● TASK PROMPT
Every line holding the string "displayField" is to be copied from the entries below.

━━━━━━━━━━━━━━━━━━━━━━━━━━━━━━

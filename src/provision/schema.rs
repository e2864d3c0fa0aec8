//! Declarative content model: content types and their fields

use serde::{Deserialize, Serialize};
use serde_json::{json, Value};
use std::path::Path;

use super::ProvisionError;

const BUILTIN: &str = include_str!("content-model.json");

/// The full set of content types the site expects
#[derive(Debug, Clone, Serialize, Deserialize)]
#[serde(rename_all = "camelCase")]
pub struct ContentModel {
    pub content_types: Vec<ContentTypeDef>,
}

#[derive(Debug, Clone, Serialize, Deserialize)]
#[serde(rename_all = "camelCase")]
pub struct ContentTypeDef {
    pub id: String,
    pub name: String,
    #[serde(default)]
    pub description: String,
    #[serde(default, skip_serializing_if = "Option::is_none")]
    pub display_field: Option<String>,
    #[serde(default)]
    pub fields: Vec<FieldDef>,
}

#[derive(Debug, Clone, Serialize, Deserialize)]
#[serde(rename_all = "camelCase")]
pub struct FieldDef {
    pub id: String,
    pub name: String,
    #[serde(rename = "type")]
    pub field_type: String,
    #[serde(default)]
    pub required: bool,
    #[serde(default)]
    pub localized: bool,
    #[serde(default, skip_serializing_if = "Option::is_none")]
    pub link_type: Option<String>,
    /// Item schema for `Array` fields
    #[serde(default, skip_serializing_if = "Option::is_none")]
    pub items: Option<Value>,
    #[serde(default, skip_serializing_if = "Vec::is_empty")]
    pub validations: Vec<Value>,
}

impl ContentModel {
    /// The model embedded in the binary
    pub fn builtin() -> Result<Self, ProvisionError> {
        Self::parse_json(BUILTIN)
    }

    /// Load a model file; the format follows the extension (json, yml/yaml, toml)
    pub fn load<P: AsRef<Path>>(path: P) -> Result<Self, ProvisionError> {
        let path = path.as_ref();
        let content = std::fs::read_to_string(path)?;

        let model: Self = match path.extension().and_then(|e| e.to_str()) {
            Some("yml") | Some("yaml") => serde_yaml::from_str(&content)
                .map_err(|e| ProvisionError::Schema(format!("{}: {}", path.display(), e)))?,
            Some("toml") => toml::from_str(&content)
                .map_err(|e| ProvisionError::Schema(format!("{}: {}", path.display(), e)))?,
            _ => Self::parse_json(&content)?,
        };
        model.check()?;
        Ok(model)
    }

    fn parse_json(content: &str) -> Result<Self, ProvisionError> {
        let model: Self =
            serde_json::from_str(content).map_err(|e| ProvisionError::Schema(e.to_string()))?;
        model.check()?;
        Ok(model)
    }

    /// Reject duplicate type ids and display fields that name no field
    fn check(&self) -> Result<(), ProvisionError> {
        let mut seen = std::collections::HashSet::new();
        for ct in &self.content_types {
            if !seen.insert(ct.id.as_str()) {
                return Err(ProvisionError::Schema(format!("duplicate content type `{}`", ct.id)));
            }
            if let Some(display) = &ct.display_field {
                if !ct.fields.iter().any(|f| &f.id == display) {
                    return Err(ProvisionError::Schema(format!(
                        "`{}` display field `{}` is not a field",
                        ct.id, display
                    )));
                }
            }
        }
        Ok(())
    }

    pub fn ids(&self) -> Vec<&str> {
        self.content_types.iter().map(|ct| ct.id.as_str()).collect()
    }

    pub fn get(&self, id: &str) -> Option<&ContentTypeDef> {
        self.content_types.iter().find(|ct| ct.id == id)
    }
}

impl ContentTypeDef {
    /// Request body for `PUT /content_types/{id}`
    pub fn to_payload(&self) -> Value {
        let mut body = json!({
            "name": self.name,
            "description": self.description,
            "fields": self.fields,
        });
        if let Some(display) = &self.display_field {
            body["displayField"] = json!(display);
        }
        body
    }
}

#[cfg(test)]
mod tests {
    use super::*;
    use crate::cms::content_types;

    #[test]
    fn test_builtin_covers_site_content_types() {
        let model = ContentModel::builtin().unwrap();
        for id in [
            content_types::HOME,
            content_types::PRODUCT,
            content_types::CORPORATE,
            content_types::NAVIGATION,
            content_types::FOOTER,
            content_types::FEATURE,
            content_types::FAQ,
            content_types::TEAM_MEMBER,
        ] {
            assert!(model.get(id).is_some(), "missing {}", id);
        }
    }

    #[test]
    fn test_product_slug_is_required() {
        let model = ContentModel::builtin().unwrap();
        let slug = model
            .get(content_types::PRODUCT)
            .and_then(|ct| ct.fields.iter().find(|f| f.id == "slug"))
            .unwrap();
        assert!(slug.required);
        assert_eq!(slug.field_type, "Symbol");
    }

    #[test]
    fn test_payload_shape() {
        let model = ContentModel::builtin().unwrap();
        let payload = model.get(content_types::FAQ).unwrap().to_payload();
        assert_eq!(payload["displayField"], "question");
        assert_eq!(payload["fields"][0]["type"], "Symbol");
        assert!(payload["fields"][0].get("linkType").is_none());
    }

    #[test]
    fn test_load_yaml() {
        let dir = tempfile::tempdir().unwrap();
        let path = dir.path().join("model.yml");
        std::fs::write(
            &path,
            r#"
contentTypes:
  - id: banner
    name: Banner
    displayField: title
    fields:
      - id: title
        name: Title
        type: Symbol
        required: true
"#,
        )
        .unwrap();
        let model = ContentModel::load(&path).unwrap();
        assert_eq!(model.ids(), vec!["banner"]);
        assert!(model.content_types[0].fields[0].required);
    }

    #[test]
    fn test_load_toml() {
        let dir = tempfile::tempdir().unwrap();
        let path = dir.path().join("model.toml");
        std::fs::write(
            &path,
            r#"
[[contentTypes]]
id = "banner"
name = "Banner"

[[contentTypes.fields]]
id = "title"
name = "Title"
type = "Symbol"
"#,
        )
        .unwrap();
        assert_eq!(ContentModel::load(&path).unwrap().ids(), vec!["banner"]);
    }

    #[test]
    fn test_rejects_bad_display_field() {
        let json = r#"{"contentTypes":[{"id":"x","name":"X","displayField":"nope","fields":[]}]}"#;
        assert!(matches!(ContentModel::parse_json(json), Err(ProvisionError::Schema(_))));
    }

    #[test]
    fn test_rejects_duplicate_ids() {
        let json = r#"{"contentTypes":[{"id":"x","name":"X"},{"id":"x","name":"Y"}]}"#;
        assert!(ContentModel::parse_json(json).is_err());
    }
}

━━━━━━━━━━━━━━━━━━━━━━━━━━━━━━

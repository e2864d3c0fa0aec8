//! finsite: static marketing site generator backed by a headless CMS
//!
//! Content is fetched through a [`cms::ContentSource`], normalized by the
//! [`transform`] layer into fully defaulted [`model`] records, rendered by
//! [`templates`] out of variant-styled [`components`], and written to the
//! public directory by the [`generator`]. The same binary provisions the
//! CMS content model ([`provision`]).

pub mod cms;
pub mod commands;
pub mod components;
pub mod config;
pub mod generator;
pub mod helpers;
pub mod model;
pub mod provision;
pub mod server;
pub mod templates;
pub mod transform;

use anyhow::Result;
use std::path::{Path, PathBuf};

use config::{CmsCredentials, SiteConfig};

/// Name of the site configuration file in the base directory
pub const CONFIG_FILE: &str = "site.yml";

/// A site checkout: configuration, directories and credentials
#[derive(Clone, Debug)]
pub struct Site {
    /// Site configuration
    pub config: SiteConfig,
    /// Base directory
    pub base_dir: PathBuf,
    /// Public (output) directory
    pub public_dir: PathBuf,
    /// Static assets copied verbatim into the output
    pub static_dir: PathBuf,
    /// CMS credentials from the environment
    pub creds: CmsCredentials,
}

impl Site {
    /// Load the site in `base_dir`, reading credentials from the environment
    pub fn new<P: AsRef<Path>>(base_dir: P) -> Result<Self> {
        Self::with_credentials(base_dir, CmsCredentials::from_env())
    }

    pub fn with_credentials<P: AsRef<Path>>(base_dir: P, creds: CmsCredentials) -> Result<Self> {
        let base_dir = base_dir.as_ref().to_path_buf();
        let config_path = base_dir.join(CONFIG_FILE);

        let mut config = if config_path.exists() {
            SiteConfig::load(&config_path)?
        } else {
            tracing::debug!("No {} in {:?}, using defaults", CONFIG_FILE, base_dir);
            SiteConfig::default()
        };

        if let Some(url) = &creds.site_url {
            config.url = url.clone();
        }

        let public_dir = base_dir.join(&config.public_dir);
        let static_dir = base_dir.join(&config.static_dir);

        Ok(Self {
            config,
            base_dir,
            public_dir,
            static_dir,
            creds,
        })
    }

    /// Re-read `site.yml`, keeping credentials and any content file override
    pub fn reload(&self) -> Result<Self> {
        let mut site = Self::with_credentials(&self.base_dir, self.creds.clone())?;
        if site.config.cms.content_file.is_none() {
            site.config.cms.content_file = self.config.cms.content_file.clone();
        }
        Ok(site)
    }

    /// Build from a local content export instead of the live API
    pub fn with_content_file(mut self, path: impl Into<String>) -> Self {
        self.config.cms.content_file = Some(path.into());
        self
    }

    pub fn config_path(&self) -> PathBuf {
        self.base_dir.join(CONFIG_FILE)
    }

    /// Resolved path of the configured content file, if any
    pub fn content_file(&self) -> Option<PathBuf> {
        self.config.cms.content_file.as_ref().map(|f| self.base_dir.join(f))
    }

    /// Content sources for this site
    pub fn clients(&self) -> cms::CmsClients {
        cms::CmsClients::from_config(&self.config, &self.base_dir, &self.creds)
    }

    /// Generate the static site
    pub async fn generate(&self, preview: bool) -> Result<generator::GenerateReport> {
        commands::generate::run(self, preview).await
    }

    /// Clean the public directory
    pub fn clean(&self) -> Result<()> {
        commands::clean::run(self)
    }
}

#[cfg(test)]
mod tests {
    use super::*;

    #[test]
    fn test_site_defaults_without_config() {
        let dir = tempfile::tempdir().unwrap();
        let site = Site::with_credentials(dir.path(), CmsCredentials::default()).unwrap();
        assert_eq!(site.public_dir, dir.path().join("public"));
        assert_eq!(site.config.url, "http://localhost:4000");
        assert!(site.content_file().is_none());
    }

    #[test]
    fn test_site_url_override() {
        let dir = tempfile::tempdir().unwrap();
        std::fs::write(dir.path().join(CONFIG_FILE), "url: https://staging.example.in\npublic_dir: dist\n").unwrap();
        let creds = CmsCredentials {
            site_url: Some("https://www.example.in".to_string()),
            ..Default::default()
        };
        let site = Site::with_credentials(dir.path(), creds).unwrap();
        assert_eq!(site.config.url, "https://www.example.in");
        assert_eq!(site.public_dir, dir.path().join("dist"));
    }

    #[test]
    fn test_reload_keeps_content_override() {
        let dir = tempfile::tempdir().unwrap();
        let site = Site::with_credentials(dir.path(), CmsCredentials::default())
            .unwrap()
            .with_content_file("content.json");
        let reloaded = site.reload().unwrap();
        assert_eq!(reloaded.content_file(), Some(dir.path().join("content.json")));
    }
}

━━━━━━━━━━━━━━━━━━━━━━━━━━━━━━

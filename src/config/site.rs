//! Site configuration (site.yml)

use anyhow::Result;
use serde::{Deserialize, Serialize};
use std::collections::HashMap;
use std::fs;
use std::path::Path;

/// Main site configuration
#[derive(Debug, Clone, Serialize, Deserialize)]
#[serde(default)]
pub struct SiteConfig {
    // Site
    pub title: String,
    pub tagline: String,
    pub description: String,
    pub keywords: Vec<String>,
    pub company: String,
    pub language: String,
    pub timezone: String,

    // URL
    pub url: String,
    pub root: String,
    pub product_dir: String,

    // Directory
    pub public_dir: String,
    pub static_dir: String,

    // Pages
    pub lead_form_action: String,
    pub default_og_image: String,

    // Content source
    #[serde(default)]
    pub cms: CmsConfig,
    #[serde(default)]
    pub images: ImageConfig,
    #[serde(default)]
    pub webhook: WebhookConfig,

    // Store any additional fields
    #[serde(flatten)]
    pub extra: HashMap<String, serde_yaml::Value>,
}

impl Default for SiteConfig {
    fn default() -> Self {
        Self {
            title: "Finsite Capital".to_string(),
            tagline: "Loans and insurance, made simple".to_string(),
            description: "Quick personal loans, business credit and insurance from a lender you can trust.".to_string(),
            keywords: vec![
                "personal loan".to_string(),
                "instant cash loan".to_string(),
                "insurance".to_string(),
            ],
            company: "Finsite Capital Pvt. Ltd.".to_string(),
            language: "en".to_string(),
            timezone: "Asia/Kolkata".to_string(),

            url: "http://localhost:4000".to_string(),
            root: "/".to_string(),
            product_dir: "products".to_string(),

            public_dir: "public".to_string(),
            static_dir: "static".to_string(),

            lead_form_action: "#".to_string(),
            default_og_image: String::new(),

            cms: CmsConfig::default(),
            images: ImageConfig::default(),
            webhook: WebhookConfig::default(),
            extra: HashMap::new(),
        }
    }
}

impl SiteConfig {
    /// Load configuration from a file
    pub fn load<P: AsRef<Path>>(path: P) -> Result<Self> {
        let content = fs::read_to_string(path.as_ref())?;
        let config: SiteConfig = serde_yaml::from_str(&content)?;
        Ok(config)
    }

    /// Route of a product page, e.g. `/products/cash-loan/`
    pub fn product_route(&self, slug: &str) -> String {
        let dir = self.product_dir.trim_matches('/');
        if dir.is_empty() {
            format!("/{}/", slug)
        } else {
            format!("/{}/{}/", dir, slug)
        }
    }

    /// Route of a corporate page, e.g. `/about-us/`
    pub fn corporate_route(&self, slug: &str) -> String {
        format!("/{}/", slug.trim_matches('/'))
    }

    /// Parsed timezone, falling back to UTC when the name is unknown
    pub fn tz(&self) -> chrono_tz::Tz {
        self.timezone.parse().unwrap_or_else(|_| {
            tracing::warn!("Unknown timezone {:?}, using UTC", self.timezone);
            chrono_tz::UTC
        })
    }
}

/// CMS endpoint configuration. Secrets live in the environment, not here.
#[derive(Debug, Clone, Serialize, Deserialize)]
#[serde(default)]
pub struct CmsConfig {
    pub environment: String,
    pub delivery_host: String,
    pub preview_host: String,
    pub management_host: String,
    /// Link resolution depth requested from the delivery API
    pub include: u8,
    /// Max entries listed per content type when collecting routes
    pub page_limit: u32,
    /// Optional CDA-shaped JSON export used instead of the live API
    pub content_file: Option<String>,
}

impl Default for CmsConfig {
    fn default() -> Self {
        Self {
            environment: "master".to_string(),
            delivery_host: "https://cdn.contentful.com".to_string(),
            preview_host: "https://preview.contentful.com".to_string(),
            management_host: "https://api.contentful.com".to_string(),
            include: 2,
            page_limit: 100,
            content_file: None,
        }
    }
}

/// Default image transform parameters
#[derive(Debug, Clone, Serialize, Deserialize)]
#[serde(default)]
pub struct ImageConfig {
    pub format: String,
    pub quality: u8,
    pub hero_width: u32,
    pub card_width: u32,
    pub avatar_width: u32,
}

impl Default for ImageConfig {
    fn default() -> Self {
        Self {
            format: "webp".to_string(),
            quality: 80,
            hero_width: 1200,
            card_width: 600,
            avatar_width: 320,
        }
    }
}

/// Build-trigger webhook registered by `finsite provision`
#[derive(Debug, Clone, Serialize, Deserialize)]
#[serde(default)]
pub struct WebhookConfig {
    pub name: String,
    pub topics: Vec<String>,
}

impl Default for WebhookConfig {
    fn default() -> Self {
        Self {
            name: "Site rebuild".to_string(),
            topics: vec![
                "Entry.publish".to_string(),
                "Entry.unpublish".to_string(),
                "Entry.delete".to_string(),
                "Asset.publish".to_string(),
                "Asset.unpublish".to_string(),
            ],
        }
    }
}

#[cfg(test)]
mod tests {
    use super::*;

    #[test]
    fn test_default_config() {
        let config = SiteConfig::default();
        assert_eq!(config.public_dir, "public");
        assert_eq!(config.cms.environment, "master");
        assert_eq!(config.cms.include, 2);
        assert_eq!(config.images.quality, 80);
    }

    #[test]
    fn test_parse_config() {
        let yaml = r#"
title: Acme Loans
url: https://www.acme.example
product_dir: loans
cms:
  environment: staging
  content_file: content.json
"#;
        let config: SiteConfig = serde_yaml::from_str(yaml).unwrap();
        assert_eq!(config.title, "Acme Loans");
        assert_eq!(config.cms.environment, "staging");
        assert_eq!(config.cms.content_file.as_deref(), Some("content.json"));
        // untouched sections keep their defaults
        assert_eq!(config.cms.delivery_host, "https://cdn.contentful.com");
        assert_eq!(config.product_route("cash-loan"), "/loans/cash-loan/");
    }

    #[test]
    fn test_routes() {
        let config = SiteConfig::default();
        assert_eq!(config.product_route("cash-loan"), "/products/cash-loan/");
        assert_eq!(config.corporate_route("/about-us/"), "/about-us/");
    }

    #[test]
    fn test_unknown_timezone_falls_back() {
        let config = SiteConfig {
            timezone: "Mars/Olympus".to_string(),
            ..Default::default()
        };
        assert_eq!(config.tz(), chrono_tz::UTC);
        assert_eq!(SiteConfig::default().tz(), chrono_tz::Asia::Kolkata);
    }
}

━━━━━━━━━━━━━━━━━━━━━━━━━━━━━━

● YOUR RESPONSE
            body["displayField"] = json!(display);
        assert_eq!(payload["displayField"], "question");
    displayField: title
        let json = r#"{"contentTypes":[{"id":"x","name":"X","displayField":"nope","fields":[]}]}"#;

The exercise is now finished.